→ WHAT TO WORK ON
Print, exactly as written, every line from the first line of the records below through the line containing "any key-point pattern.", and nothing further.

→ THE RECORDS
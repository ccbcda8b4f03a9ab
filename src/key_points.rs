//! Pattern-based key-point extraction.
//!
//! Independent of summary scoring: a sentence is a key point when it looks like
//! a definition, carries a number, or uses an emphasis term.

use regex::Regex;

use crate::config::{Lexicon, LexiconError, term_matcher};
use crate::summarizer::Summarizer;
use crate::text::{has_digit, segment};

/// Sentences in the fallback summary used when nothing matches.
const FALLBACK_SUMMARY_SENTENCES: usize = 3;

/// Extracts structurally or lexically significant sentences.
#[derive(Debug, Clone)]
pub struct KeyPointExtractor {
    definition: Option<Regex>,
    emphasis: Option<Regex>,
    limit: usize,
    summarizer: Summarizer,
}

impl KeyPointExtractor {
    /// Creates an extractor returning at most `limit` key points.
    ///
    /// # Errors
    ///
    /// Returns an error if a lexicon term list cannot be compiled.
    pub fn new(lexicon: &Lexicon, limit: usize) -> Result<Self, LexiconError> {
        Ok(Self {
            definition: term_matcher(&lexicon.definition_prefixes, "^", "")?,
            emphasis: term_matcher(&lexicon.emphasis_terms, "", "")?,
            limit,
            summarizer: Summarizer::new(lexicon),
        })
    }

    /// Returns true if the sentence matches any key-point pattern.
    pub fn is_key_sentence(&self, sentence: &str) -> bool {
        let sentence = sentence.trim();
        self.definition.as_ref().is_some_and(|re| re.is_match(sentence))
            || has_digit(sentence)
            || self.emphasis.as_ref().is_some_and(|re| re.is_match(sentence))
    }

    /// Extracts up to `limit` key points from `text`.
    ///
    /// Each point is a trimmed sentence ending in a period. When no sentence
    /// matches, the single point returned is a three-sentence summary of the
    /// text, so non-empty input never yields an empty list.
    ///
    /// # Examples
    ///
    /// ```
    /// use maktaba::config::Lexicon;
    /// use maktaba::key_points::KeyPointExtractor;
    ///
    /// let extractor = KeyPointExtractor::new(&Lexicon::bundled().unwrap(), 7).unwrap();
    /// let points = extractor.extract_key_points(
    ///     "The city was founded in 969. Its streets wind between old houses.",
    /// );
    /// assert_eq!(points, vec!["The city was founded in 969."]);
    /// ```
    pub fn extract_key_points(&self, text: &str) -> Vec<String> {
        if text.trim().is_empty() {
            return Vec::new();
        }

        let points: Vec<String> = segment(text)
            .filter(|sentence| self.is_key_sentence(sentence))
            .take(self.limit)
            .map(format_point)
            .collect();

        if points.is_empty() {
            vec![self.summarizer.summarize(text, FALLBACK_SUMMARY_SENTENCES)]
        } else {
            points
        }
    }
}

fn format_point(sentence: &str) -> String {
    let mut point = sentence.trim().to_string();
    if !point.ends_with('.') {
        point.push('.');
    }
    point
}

→ RESPONSE AREA
repository ccbcda8b4f03a9ab
filename src/key_points.rs
//! Pattern-based key-point extraction.
//!
//! Independent of summary scoring: a sentence is a key point when it looks like
//! a definition, carries a number, or uses an emphasis term.

use regex::Regex;

use crate::config::{Lexicon, LexiconError, term_matcher};
use crate::summarizer::Summarizer;
use crate::text::{has_digit, segment};

/// Sentences in the fallback summary used when nothing matches.
const FALLBACK_SUMMARY_SENTENCES: usize = 3;

/// Extracts structurally or lexically significant sentences.
#[derive(Debug, Clone)]
pub struct KeyPointExtractor {
    definition: Option<Regex>,
    emphasis: Option<Regex>,
    limit: usize,
    summarizer: Summarizer,
}

impl KeyPointExtractor {
    /// Creates an extractor returning at most `limit` key points.
    ///
    /// # Errors
    ///
    /// Returns an error if a lexicon term list cannot be compiled.
    pub fn new(lexicon: &Lexicon, limit: usize) -> Result<Self, LexiconError> {
        Ok(Self {
            definition: term_matcher(&lexicon.definition_prefixes, "^", "")?,
            emphasis: term_matcher(&lexicon.emphasis_terms, "", "")?,
            limit,
            summarizer: Summarizer::new(lexicon),
        })
    }

    /// Returns true if the sentence matches any key-point pattern.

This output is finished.